• _Required action_
An identical copy of the listing below is all the answer should contain.

• _Information shown_
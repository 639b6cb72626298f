use glam::Mat4;
use log::{debug, info};

use super::effect_chain::EffectChain;
use super::layout::LayoutEngine;
use super::overlay_layer::OverlayLayer;
use super::surface::LayerSurface;
use crate::error::{CompositorError, Result};
use crate::math::{orthographic_projection, top_left_view, Color};
use crate::traits::{BufferId, Effect, LayoutStrategy, RenderBackend};

/// Unit quad as a triangle strip: (0,0) (1,0) (0,1) (1,1)
pub const QUAD_VERTICES: [f32; 8] = [0.0, 0.0, 1.0, 0.0, 0.0, 1.0, 1.0, 1.0];

const QUAD_COMPONENTS: u32 = 2;
const QUAD_VERTEX_COUNT: u32 = 4;

/// Registration of one layer slot
pub struct LayerSpec {
    pub effect: Box<dyn Effect>,
    /// Producer canvas size; defaults to the slot's display region size
    pub content_size: Option<(u32, u32)>,
}

impl LayerSpec {
    pub fn new(effect: Box<dyn Effect>) -> Self {
        Self {
            effect,
            content_size: None,
        }
    }

    pub fn with_content_size(mut self, width: u32, height: u32) -> Self {
        self.content_size = Some((width, height));
        self
    }
}

/// Draws every layer into the output surface.
///
/// Layers are registered before the render thread starts; everything after
/// [`prepare`](Self::prepare) must happen on the thread that owns `backend`.
pub struct Compositor {
    width: u32,
    height: u32,
    background: Color,
    layout: LayoutEngine,
    layers: Vec<OverlayLayer>,
    content_sizes: Vec<Option<(u32, u32)>>,
    effects: EffectChain,
    vertex_buffer: Option<BufferId>,
    projection: Mat4,
    view: Mat4,
    surfaces: Vec<LayerSurface>,
    prepared: bool,
    torn_down: bool,
}

impl Compositor {
    pub fn new(width: u32, height: u32, background: Color, layout: Box<dyn LayoutStrategy>) -> Self {
        Self {
            width,
            height,
            background,
            layout: LayoutEngine::new(layout),
            layers: Vec::new(),
            content_sizes: Vec::new(),
            effects: EffectChain::new(),
            vertex_buffer: None,
            projection: Mat4::IDENTITY,
            view: Mat4::IDENTITY,
            surfaces: Vec::new(),
            prepared: false,
            torn_down: false,
        }
    }

    /// Register a layer slot; returns its index (also its draw order)
    pub fn add_layer(&mut self, spec: LayerSpec) -> usize {
        let index = self.layers.len();
        self.layers.push(OverlayLayer::new(index));
        self.content_sizes.push(spec.content_size);
        self.effects.push(spec.effect);
        index
    }

    /// One-time GPU setup: effect programs, quad geometry, one texture per
    /// layer, and the projection/view pair.
    pub fn prepare(&mut self, backend: &mut dyn RenderBackend) -> Result<()> {
        if self.width == 0 || self.height == 0 {
            return Err(CompositorError::InvalidSize {
                width: self.width,
                height: self.height,
            });
        }

        self.effects.prepare(backend)?;
        if self.vertex_buffer.is_none() {
            self.vertex_buffer = Some(backend.create_vertex_buffer(&QUAD_VERTICES)?);
        }

        let regions = self
            .layout
            .relayout(self.width, self.height, self.layers.len())?
            .to_vec();

        self.surfaces.clear();
        for ((layer, region), content_size) in
            self.layers.iter_mut().zip(regions).zip(&self.content_sizes)
        {
            layer.set_display_region(region);
            let (width, height) = content_size.unwrap_or((
                (region.width().round() as u32).max(1),
                (region.height().round() as u32).max(1),
            ));
            let surface = layer.configure(backend, width, height)?;
            self.surfaces.push(surface);
        }

        self.update_matrices();
        self.effects.resolve_handles(backend)?;
        self.prepared = true;
        self.torn_down = false;

        info!(
            "compositor prepared: {}x{}, {} layers, {} distinct effects, layout '{}'",
            self.width,
            self.height,
            self.layers.len(),
            self.effects.distinct_len(),
            self.layout.strategy_name()
        );
        Ok(())
    }

    /// Pull the newest posted frame of every layer into its texture.
    /// Returns how many textures changed.
    pub fn update_textures(&mut self, backend: &mut dyn RenderBackend) -> Result<usize> {
        let mut updated = 0;
        for layer in &mut self.layers {
            if layer.update_texture(backend)? {
                updated += 1;
            }
        }
        Ok(updated)
    }

    /// Clear to the background and draw each layer into its region, in
    /// registration order.
    pub fn compose(&mut self, backend: &mut dyn RenderBackend) -> Result<()> {
        let vertex_buffer = match self.vertex_buffer {
            Some(buffer) if self.prepared => buffer,
            _ => return Err(CompositorError::NotConfigured { layer: 0 }),
        };

        backend.set_viewport(self.width, self.height);
        backend.clear(self.background);

        for (slot, layer) in self.layers.iter_mut().enumerate() {
            let region = self.layout.region(slot).ok_or(CompositorError::LayerCountMismatch {
                expected: slot + 1,
                actual: self.layout.regions().len(),
            })?;
            if layer.display_region() != region {
                layer.set_display_region(region);
            }

            let (Some(effect), Some(handles)) = (self.effects.effect(slot), self.effects.handles(slot))
            else {
                return Err(CompositorError::NotConfigured { layer: slot });
            };

            effect.activate(backend);
            effect.bind_uniform(backend);
            layer.bind_for_draw(backend, handles.sampler, handles.texture_matrix);
            layer.bind_transform(backend, handles.position_matrix, &self.view, &self.projection);
            backend.draw_triangle_strip(
                vertex_buffer,
                handles.position_attribute,
                QUAD_COMPONENTS,
                QUAD_VERTEX_COUNT,
            );
        }
        Ok(())
    }

    /// Adopt a new output size, re-partition the layout and recompute every
    /// layer's sampling region
    pub fn resize(&mut self, width: u32, height: u32) -> Result<()> {
        if width == 0 || height == 0 {
            return Err(CompositorError::InvalidSize { width, height });
        }
        self.width = width;
        self.height = height;
        self.update_matrices();

        if self.prepared {
            let regions = self.layout.relayout(width, height, self.layers.len())?;
            for (layer, region) in self.layers.iter_mut().zip(regions) {
                layer.set_display_region(*region);
            }
        }
        debug!("compositor resized to {}x{}", width, height);
        Ok(())
    }

    /// Release effects, then layers, then geometry. Later calls do nothing.
    pub fn teardown(&mut self, backend: &mut dyn RenderBackend) {
        if self.torn_down {
            return;
        }
        self.torn_down = true;
        self.prepared = false;

        self.effects.release(backend);
        for layer in &mut self.layers {
            layer.release(backend);
        }
        if let Some(buffer) = self.vertex_buffer.take() {
            backend.delete_buffer(buffer);
        }

        self.effects.clear();
        self.layers.clear();
        self.content_sizes.clear();
        self.surfaces.clear();
        debug!("compositor torn down");
    }

    fn update_matrices(&mut self) {
        self.projection = orthographic_projection(self.width as f32, self.height as f32);
        self.view = top_left_view(self.height as f32);
    }

    /// Producer handles, one per layer, valid after `prepare`
    pub fn surfaces(&self) -> &[LayerSurface] {
        &self.surfaces
    }

    pub fn layer(&self, index: usize) -> Option<&OverlayLayer> {
        self.layers.get(index)
    }

    pub fn layer_count(&self) -> usize {
        self.layers.len()
    }

    /// Generation of the last frame uploaded for each layer
    pub fn layer_generations(&self) -> Vec<u64> {
        self.layers.iter().map(|l| l.uploaded_generation()).collect()
    }

    pub fn effects(&self) -> &EffectChain {
        &self.effects
    }

    pub fn layout(&self) -> &LayoutEngine {
        &self.layout
    }

    pub fn background(&self) -> Color {
        self.background
    }

    pub fn size(&self) -> (u32, u32) {
        (self.width, self.height)
    }

    pub fn projection(&self) -> Mat4 {
        self.projection
    }

    pub fn view(&self) -> Mat4 {
        self.view
    }

    pub fn is_prepared(&self) -> bool {
        self.prepared
    }
}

• _Result of this task_
repository 639b6cb72626298f
use glam::Mat4;
use log::{debug, info};

use super::effect_chain::EffectChain;
use super::layout::LayoutEngine;
use super::overlay_layer::OverlayLayer;
use super::surface::LayerSurface;
use crate::error::{CompositorError, Result};
use crate::math::{orthographic_projection, top_left_view, Color};
use crate::traits::{BufferId, Effect, LayoutStrategy, RenderBackend};

/// Unit quad as a triangle strip: (0,0) (1,0) (0,1) (1,1)
pub const QUAD_VERTICES: [f32; 8] = [0.0, 0.0, 1.0, 0.0, 0.0, 1.0, 1.0, 1.0];

const QUAD_COMPONENTS: u32 = 2;
const QUAD_VERTEX_COUNT: u32 = 4;

/// Registration of one layer slot
pub struct LayerSpec {
    pub effect: Box<dyn Effect>,
    /// Producer canvas size; defaults to the slot's display region size
    pub content_size: Option<(u32, u32)>,
}

impl LayerSpec {
    pub fn new(effect: Box<dyn Effect>) -> Self {
        Self {
            effect,
            content_size: None,
        }
    }

    pub fn with_content_size(mut self, width: u32, height: u32) -> Self {
        self.content_size = Some((width, height));
        self
    }
}

/// Draws every layer into the output surface.
///
/// Layers are registered before the render thread starts; everything after
/// [`prepare`](Self::prepare) must happen on the thread that owns `backend`.
pub struct Compositor {
    width: u32,
    height: u32,
    background: Color,
    layout: LayoutEngine,
    layers: Vec<OverlayLayer>,
    content_sizes: Vec<Option<(u32, u32)>>,
    effects: EffectChain,
    vertex_buffer: Option<BufferId>,
    projection: Mat4,
    view: Mat4,
    surfaces: Vec<LayerSurface>,
    prepared: bool,
    torn_down: bool,
}

impl Compositor {
    pub fn new(width: u32, height: u32, background: Color, layout: Box<dyn LayoutStrategy>) -> Self {
        Self {
            width,
            height,
            background,
            layout: LayoutEngine::new(layout),
            layers: Vec::new(),
            content_sizes: Vec::new(),
            effects: EffectChain::new(),
            vertex_buffer: None,
            projection: Mat4::IDENTITY,
            view: Mat4::IDENTITY,
            surfaces: Vec::new(),
            prepared: false,
            torn_down: false,
        }
    }

    /// Register a layer slot; returns its index (also its draw order)
    pub fn add_layer(&mut self, spec: LayerSpec) -> usize {
        let index = self.layers.len();
        self.layers.push(OverlayLayer::new(index));
        self.content_sizes.push(spec.content_size);
        self.effects.push(spec.effect);
        index
    }

    /// One-time GPU setup: effect programs, quad geometry, one texture per
    /// layer, and the projection/view pair.
    pub fn prepare(&mut self, backend: &mut dyn RenderBackend) -> Result<()> {
        if self.width == 0 || self.height == 0 {
            return Err(CompositorError::InvalidSize {
                width: self.width,
                height: self.height,
            });
        }

        self.effects.prepare(backend)?;
        if self.vertex_buffer.is_none() {
            self.vertex_buffer = Some(backend.create_vertex_buffer(&QUAD_VERTICES)?);
        }

        let regions = self
            .layout
            .relayout(self.width, self.height, self.layers.len())?
            .to_vec();

        self.surfaces.clear();
        for ((layer, region), content_size) in
            self.layers.iter_mut().zip(regions).zip(&self.content_sizes)
        {
            layer.set_display_region(region);
            let (width, height) = content_size.unwrap_or((
                (region.width().round() as u32).max(1),
                (region.height().round() as u32).max(1),
            ));
            let surface = layer.configure(backend, width, height)?;
            self.surfaces.push(surface);
        }

        self.update_matrices();
        self.effects.resolve_handles(backend)?;
        self.prepared = true;
        self.torn_down = false;

        info!(
            "compositor prepared: {}x{}, {} layers, {} distinct effects, layout '{}'",
            self.width,
            self.height,
            self.layers.len(),
            self.effects.distinct_len(),
            self.layout.strategy_name()
        );
        Ok(())
    }

    /// Pull the newest posted frame of every layer into its texture.
    /// Returns how many textures changed.
    pub fn update_textures(&mut self, backend: &mut dyn RenderBackend) -> Result<usize> {
        let mut updated = 0;
        for layer in &mut self.layers {
            if layer.update_texture(backend)? {
                updated += 1;
            }
        }
        Ok(updated)
    }

    /// Clear to the background and draw each layer into its region, in
    /// registration order.
    pub fn compose(&mut self, backend: &mut dyn RenderBackend) -> Result<()> {
        let vertex_buffer = match self.vertex_buffer {
            Some(buffer) if self.prepared => buffer,
            _ => return Err(CompositorError::NotConfigured { layer: 0 }),
        };

        backend.set_viewport(self.width, self.height);
        backend.clear(self.background);

        for (slot, layer) in self.layers.iter_mut().enumerate() {
            let region = self.layout.region(slot).ok_or(CompositorError::LayerCountMismatch {
                expected: slot + 1,
                actual: self.layout.regions().len(),
            })?;
            if layer.display_region() != region {
                layer.set_display_region(region);
            }

            let (Some(effect), Some(handles)) = (self.effects.effect(slot), self.effects.handles(slot))
            else {
                return Err(CompositorError::NotConfigured { layer: slot });
            };

            effect.activate(backend);
            effect.bind_uniform(backend);
            layer.bind_for_draw(backend, handles.sampler, handles.texture_matrix);
            layer.bind_transform(backend, handles.position_matrix, &self.view, &self.projection);
            backend.draw_triangle_strip(
                vertex_buffer,
                handles.position_attribute,
                QUAD_COMPONENTS,
                QUAD_VERTEX_COUNT,
            );
        }
        Ok(())
    }

    /// Adopt a new output size, re-partition the layout and recompute every
    /// layer's sampling region
    pub fn resize(&mut self, width: u32, height: u32) -> Result<()> {
        if width == 0 || height == 0 {
            return Err(CompositorError::InvalidSize { width, height });
        }
        self.width = width;
        self.height = height;
        self.update_matrices();

        if self.prepared {
            let regions = self.layout.relayout(width, height, self.layers.len())?;
            for (layer, region) in self.layers.iter_mut().zip(regions) {
                layer.set_display_region(*region);
            }
        }
        debug!("compositor resized to {}x{}", width, height);
        Ok(())
    }

    /// Release effects, then layers, then geometry. Later calls do nothing.
    pub fn teardown(&mut self, backend: &mut dyn RenderBackend) {
        if self.torn_down {
            return;
        }
        self.torn_down = true;
        self.prepared = false;

        self.effects.release(backend);
        for layer in &mut self.layers {
            layer.release(backend);
        }
        if let Some(buffer) = self.vertex_buffer.take() {
            backend.delete_buffer(buffer);
        }

        self.effects.clear();
        self.layers.clear();
        self.content_sizes.clear();
        self.surfaces.clear();
        debug!("compositor torn down");
    }

    fn update_matrices(&mut self) {
        self.projection = orthographic_projection(self.width as f32, self.height as f32);
        self.view = top_left_view(self.height as f32);
    }

    /// Producer handles, one per layer, valid after `prepare`
    pub fn surfaces(&self) -> &[LayerSurface] {
        &self.surfaces
    }

    pub fn layer(&self, index: usize) -> Option<&OverlayLayer> {
        self.layers.get(index)
    }

    pub fn layer_count(&self) -> usize {
        self.layers.len()
    }

    /// Generation of the last frame uploaded for each layer
    pub fn layer_generations(&self) -> Vec<u64> {
        self.layers.iter().map(|l| l.uploaded_generation()).collect()
    }

    pub fn effects(&self) -> &EffectChain {
        &self.effects
    }

    pub fn layout(&self) -> &LayoutEngine {
        &self.layout
    }

    pub fn background(&self) -> Color {
        self.background
    }

    pub fn size(&self) -> (u32, u32) {
        (self.width, self.height)
    }

    pub fn projection(&self) -> Mat4 {
        self.projection
    }

    pub fn view(&self) -> Mat4 {
        self.view
    }

    pub fn is_prepared(&self) -> bool {
        self.prepared
    }
}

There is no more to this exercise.